The Indigenous Community Learning Garden not only offers a space for Indigenous students to grow traditional crops and herbs, but a place to connect with one another and the land every day. Because of the sinister practices of cultural genocide, forced assimilation, and land colonization and dispossession, many Indigenous people have had their connection to their ancestors and traditional way of life weakened. The Indigenous Community Learning Garden creates a space to derive from and share knowledge on traditional food and gardening practices. It also works to reestablish foods integral to Indigenous diets and nutrition that became largely inaccessible due to land privatization and restrictions on Indigenous stewardship imposed by colonists and settlers. The severance from traditional diets and foods has resulted in high rates of diabetes and heart disease in Indigenous people, a public health issue at the crux of food justice and colonialism. 

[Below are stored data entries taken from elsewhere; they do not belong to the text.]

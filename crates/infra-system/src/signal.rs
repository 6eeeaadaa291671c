// Signal delivery and null-signal liveness checks
// reason: nix for typed kill(2) and errno handling
use nix::errno::Errno;
use nix::sys::signal::{kill, Signal};
use nix::unistd::Pid as NixPid;

use launcher_core::domain::{Pid, Signum};
use launcher_core::{Result, SupervisorError};

/// Result of sending a signal
#[derive(Debug, Clone, Copy, PartialEq, Eq)]
pub enum Delivery {
    Delivered,
    /// The process did not exist and the caller tolerates that
    Missing,
}

fn target(pid: Pid, signum: Signum) -> Result<NixPid> {
    // kill(2) with pid <= 0 addresses process groups
    if pid <= 0 {
        return Err(SupervisorError::Signal {
            pid,
            signum,
            reason: "pid must be positive".to_string(),
        });
    }
    Ok(NixPid::from_raw(pid))
}

/// Null signal: ESRCH means gone, EPERM means alive but not ours
pub fn is_alive(pid: Pid) -> Result<bool> {
    match kill(target(pid, 0)?, None::<Signal>) {
        Ok(()) => Ok(true),
        Err(Errno::ESRCH) => Ok(false),
        Err(Errno::EPERM) => Ok(true),
        Err(e) => Err(SupervisorError::Signal {
            pid,
            signum: 0,
            reason: e.to_string(),
        }),
    }
}

/// Send `signum` (0 for the null signal) to `pid`
///
/// # Errors
/// - ProcessNotFound if the process is gone and `raise_if_missing`
/// - Signal for an invalid signal number or any other kill(2) failure
pub fn send(pid: Pid, signum: Signum, raise_if_missing: bool) -> Result<Delivery> {
    let nix_pid = target(pid, signum)?;
    let signal = if signum == 0 {
        None
    } else {
        Some(
            Signal::try_from(signum).map_err(|e| SupervisorError::Signal {
                pid,
                signum,
                reason: format!("invalid signal: {e}"),
            })?,
        )
    };

    match kill(nix_pid, signal) {
        Ok(()) => Ok(Delivery::Delivered),
        Err(Errno::ESRCH) if raise_if_missing => Err(SupervisorError::ProcessNotFound(pid)),
        Err(Errno::ESRCH) => Ok(Delivery::Missing),
        Err(e) => Err(SupervisorError::Signal {
            pid,
            signum,
            reason: e.to_string(),
        }),
    }
}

Elizabeth Hoover, an associate professor in the Environmental Science, Policy, and Management department on campus, is a faculty co-sponsor of the Indigenous Community Learning Garden and a powerful voice on campus regarding Native American food systems. In a recent webinar put on by Rausser College of Natural Resources titled “Native American Food and Seed Sovereignty,” Hoover defined Indigenous food sovereignty as “recognizing social, cultural, and economic relationships that underlie community food-sharing.” She described ongoing movements across the nation to create or restore Indigenous gardens and conserve traditional plant varieties. One local example is The Cultural Conservancy, based in Novato, that fosters Indigenous land stewardship, connections between youth and elders, language preservation, and protecting native foodways.  

On the Oxford Tract and across the unceded land we walk each day, Indigenous movements to preserve and reclaim traditional foods and practices are flourishing. Indigenous food sovereignty recognizes that the right to grow and live off of culturally appropriate foods and social autonomy are inextricably linked. Food represents not just connections to traditional diets and nutrition, but an erudite and fervent bond between ancestors and descendents that will prosper for generations to come.